Problem requirements: Would you output all the data exactly as it stands?

Data for this exercise section start

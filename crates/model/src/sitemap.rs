//! Taxonomy sitemap trees.
//!
//! A sitemap is a tree of [`SitemapItem`]s. Taxonomy nodes carry children;
//! page nodes are always leaves. How deep the tree goes is decided when the
//! query is built, so a taxonomy node distinguishes "children were not
//! fetched" ([`Children::NotFetched`]) from "fetched, and there are none"
//! (`Children::Fetched(vec![])`).

use serde::{Deserialize, Serialize, Serializer};

use crate::Timestamp;

/// Fields shared by every sitemap node.
#[derive(Debug, Clone, Default, PartialEq, Serialize, Deserialize)]
#[serde(rename_all = "camelCase")]
pub struct SitemapCommon {
    #[serde(default, skip_serializing_if = "Option::is_none")]
    pub id: Option<String>,
    #[serde(default, skip_serializing_if = "Option::is_none")]
    pub title: Option<String>,
    #[serde(default, skip_serializing_if = "Option::is_none")]
    pub original_title: Option<String>,
    #[serde(default, skip_serializing_if = "Option::is_none")]
    pub url: Option<String>,
    /// Kind of node as reported by the service (e.g. `StructureGroup`, `Page`).
    #[serde(default, rename = "type", skip_serializing_if = "Option::is_none")]
    pub node_type: Option<String>,
    #[serde(default, skip_serializing_if = "Option::is_none")]
    pub published_date: Option<Timestamp>,
    #[serde(default, skip_serializing_if = "Option::is_none")]
    pub visible: Option<bool>,
}

/// Child nodes of a taxonomy node.
#[derive(Debug, Clone, Default, PartialEq)]
pub enum Children {
    /// The query did not descend this far; the node may still have children.
    #[default]
    NotFetched,
    /// The children as returned; empty means the node is a leaf.
    Fetched(Vec<SitemapItem>),
}

impl Children {
    pub fn is_fetched(&self) -> bool {
        matches!(self, Children::Fetched(_))
    }

    /// Returns the fetched children, or an empty slice when not fetched.
    pub fn as_slice(&self) -> &[SitemapItem] {
        match self {
            Children::NotFetched => &[],
            Children::Fetched(items) => items,
        }
    }

    pub fn len(&self) -> usize {
        self.as_slice().len()
    }

    pub fn is_empty(&self) -> bool {
        self.as_slice().is_empty()
    }
}

impl Serialize for Children {
    fn serialize<S: Serializer>(&self, serializer: S) -> Result<S::Ok, S::Error> {
        match self {
            Children::NotFetched => serializer.serialize_none(),
            Children::Fetched(items) => serializer.collect_seq(items),
        }
    }
}

/// A taxonomy (structure) node.
///
/// `items` is not read by serde: the decoder fills it in so that each child
/// goes through the same discriminator dispatch as the root.
#[derive(Debug, Clone, Default, PartialEq, Serialize, Deserialize)]
#[serde(rename_all = "camelCase")]
pub struct TaxonomySitemapItem {
    #[serde(flatten)]
    pub common: SitemapCommon,
    #[serde(default, skip_serializing_if = "Option::is_none")]
    pub key: Option<String>,
    #[serde(default, skip_serializing_if = "Option::is_none")]
    pub description: Option<String>,
    #[serde(default, skip_serializing_if = "Option::is_none")]
    pub has_child_nodes: Option<bool>,
    #[serde(default, skip_serializing_if = "Option::is_none")]
    pub classified_items_count: Option<u32>,
    #[serde(skip_deserializing, skip_serializing_if = "is_not_fetched")]
    pub items: Children,
}

fn is_not_fetched(children: &Children) -> bool {
    !children.is_fetched()
}

/// A page node; always a leaf.
#[derive(Debug, Clone, Default, PartialEq, Serialize, Deserialize)]
#[serde(rename_all = "camelCase")]
pub struct PageSitemapItem {
    #[serde(flatten)]
    pub common: SitemapCommon,
}

/// Any node of a sitemap tree.
#[derive(Debug, Clone, PartialEq, Serialize)]
#[serde(tag = "__typename")]
pub enum SitemapItem {
    #[serde(rename = "TaxonomySitemapItem")]
    Taxonomy(TaxonomySitemapItem),
    #[serde(rename = "PageSitemapItem")]
    Page(PageSitemapItem),
}

impl SitemapItem {
    pub fn common(&self) -> &SitemapCommon {
        match self {
            SitemapItem::Taxonomy(node) => &node.common,
            SitemapItem::Page(node) => &node.common,
        }
    }

    /// Returns the children of a taxonomy node; page nodes have none.
    pub fn children(&self) -> &[SitemapItem] {
        match self {
            SitemapItem::Taxonomy(node) => node.items.as_slice(),
            SitemapItem::Page(_) => &[],
        }
    }

    /// Depth of the fetched tree below and including this node.
    pub fn depth(&self) -> usize {
        1 + self
            .children()
            .iter()
            .map(SitemapItem::depth)
            .max()
            .unwrap_or(0)
    }
}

Data for this exercise section end

Answer section:
filename crates/model/src/sitemap.rs
//! Taxonomy sitemap trees.
//!
//! A sitemap is a tree of [`SitemapItem`]s. Taxonomy nodes carry children;
//! page nodes are always leaves. How deep the tree goes is decided when the
//! query is built, so a taxonomy node distinguishes "children were not
//! fetched" ([`Children::NotFetched`]) from "fetched, and there are none"
//! (`Children::Fetched(vec![])`).

use serde::{Deserialize, Serialize, Serializer};

use crate::Timestamp;

/// Fields shared by every sitemap node.
#[derive(Debug, Clone, Default, PartialEq, Serialize, Deserialize)]
#[serde(rename_all = "camelCase")]
pub struct SitemapCommon {
    #[serde(default, skip_serializing_if = "Option::is_none")]
    pub id: Option<String>,
    #[serde(default, skip_serializing_if = "Option::is_none")]
    pub title: Option<String>,
    #[serde(default, skip_serializing_if = "Option::is_none")]
    pub original_title: Option<String>,
    #[serde(default, skip_serializing_if = "Option::is_none")]
    pub url: Option<String>,
    /// Kind of node as reported by the service (e.g. `StructureGroup`, `Page`).
    #[serde(default, rename = "type", skip_serializing_if = "Option::is_none")]
    pub node_type: Option<String>,
    #[serde(default, skip_serializing_if = "Option::is_none")]
    pub published_date: Option<Timestamp>,
    #[serde(default, skip_serializing_if = "Option::is_none")]
    pub visible: Option<bool>,
}

/// Child nodes of a taxonomy node.
#[derive(Debug, Clone, Default, PartialEq)]
pub enum Children {
    /// The query did not descend this far; the node may still have children.
    #[default]
    NotFetched,
    /// The children as returned; empty means the node is a leaf.
    Fetched(Vec<SitemapItem>),
}

impl Children {
    pub fn is_fetched(&self) -> bool {
        matches!(self, Children::Fetched(_))
    }

    /// Returns the fetched children, or an empty slice when not fetched.
    pub fn as_slice(&self) -> &[SitemapItem] {
        match self {
            Children::NotFetched => &[],
            Children::Fetched(items) => items,
        }
    }

    pub fn len(&self) -> usize {
        self.as_slice().len()
    }

    pub fn is_empty(&self) -> bool {
        self.as_slice().is_empty()
    }
}

impl Serialize for Children {
    fn serialize<S: Serializer>(&self, serializer: S) -> Result<S::Ok, S::Error> {
        match self {
            Children::NotFetched => serializer.serialize_none(),
            Children::Fetched(items) => serializer.collect_seq(items),
        }
    }
}

/// A taxonomy (structure) node.
///
/// `items` is not read by serde: the decoder fills it in so that each child
/// goes through the same discriminator dispatch as the root.
#[derive(Debug, Clone, Default, PartialEq, Serialize, Deserialize)]
#[serde(rename_all = "camelCase")]
pub struct TaxonomySitemapItem {
    #[serde(flatten)]
    pub common: SitemapCommon,
    #[serde(default, skip_serializing_if = "Option::is_none")]
    pub key: Option<String>,
    #[serde(default, skip_serializing_if = "Option::is_none")]
    pub description: Option<String>,
    #[serde(default, skip_serializing_if = "Option::is_none")]
    pub has_child_nodes: Option<bool>,
    #[serde(default, skip_serializing_if = "Option::is_none")]
    pub classified_items_count: Option<u32>,
    #[serde(skip_deserializing, skip_serializing_if = "is_not_fetched")]
    pub items: Children,
}

fn is_not_fetched(children: &Children) -> bool {
    !children.is_fetched()
}

/// A page node; always a leaf.
#[derive(Debug, Clone, Default, PartialEq, Serialize, Deserialize)]
#[serde(rename_all = "camelCase")]
pub struct PageSitemapItem {
    #[serde(flatten)]
    pub common: SitemapCommon,
}

/// Any node of a sitemap tree.
#[derive(Debug, Clone, PartialEq, Serialize)]
#[serde(tag = "__typename")]
pub enum SitemapItem {
    #[serde(rename = "TaxonomySitemapItem")]
    Taxonomy(TaxonomySitemapItem),
    #[serde(rename = "PageSitemapItem")]
    Page(PageSitemapItem),
}

impl SitemapItem {
    pub fn common(&self) -> &SitemapCommon {
        match self {
            SitemapItem::Taxonomy(node) => &node.common,
            SitemapItem::Page(node) => &node.common,
        }
    }

    /// Returns the children of a taxonomy node; page nodes have none.
    pub fn children(&self) -> &[SitemapItem] {
        match self {
            SitemapItem::Taxonomy(node) => node.items.as_slice(),
            SitemapItem::Page(_) => &[],
        }
    }

    /// Depth of the fetched tree below and including this node.
    pub fn depth(&self) -> usize {
        1 + self
            .children()
            .iter()
            .map(SitemapItem::depth)
            .max()
            .unwrap_or(0)
    }
}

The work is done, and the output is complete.